[Dataset entries]
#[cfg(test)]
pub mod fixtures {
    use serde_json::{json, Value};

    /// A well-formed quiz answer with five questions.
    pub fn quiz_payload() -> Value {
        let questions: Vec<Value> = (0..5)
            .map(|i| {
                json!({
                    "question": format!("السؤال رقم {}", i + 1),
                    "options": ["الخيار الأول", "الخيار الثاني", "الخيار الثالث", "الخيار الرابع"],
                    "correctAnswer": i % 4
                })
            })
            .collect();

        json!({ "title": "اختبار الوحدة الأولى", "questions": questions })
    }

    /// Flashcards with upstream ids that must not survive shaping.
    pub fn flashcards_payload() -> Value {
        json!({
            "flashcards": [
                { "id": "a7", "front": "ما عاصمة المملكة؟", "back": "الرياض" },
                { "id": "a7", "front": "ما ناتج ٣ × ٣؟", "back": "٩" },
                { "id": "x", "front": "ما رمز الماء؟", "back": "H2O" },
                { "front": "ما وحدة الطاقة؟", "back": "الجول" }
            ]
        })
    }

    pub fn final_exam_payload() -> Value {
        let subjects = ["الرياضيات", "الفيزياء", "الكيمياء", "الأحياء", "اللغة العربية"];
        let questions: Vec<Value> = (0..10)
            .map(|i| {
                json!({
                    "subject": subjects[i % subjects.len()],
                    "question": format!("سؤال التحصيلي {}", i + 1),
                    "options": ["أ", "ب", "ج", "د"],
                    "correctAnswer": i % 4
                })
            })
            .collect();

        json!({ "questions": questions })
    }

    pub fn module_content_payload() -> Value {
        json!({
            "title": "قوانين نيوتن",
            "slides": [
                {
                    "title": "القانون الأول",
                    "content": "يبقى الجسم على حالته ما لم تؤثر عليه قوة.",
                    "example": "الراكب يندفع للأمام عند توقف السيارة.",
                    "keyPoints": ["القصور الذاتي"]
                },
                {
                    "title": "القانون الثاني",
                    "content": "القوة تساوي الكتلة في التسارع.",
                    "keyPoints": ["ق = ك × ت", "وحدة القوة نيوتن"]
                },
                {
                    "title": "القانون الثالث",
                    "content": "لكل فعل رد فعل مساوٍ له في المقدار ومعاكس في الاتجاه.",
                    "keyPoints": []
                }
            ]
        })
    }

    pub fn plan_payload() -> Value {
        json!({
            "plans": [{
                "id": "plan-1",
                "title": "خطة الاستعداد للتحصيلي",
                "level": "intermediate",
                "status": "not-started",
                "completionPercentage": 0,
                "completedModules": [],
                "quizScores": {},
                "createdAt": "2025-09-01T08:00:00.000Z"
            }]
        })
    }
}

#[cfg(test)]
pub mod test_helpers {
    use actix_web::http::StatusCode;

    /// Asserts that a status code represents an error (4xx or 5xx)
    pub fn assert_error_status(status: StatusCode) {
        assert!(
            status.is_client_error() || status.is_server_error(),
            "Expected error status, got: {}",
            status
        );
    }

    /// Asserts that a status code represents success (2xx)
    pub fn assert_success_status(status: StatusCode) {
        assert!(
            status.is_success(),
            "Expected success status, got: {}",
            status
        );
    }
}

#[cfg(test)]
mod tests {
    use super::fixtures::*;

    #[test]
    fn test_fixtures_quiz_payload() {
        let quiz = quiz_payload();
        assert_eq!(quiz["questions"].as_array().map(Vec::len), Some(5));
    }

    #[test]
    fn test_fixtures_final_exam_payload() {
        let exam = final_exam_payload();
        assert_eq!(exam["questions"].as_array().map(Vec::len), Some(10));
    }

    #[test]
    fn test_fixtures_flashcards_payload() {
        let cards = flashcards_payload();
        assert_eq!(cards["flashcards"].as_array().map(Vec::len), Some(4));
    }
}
...
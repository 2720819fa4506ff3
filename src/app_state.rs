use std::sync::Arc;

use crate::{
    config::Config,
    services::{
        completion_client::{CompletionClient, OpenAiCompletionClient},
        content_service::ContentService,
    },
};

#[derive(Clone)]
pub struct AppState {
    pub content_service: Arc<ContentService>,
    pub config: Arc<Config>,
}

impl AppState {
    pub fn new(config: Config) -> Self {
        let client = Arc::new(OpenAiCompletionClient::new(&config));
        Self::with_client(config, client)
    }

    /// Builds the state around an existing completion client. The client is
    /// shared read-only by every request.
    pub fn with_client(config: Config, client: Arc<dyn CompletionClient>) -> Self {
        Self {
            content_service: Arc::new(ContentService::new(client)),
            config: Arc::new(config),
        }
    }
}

> [What you need to do]: Copy each line of the data that contains the word "keyPoints", leaving the other lines out.

> [Solution for this task]:
                    "keyPoints": ["القصور الذاتي"]
                    "keyPoints": ["ق = ك × ت", "وحدة القوة نيوتن"]
                    "keyPoints": []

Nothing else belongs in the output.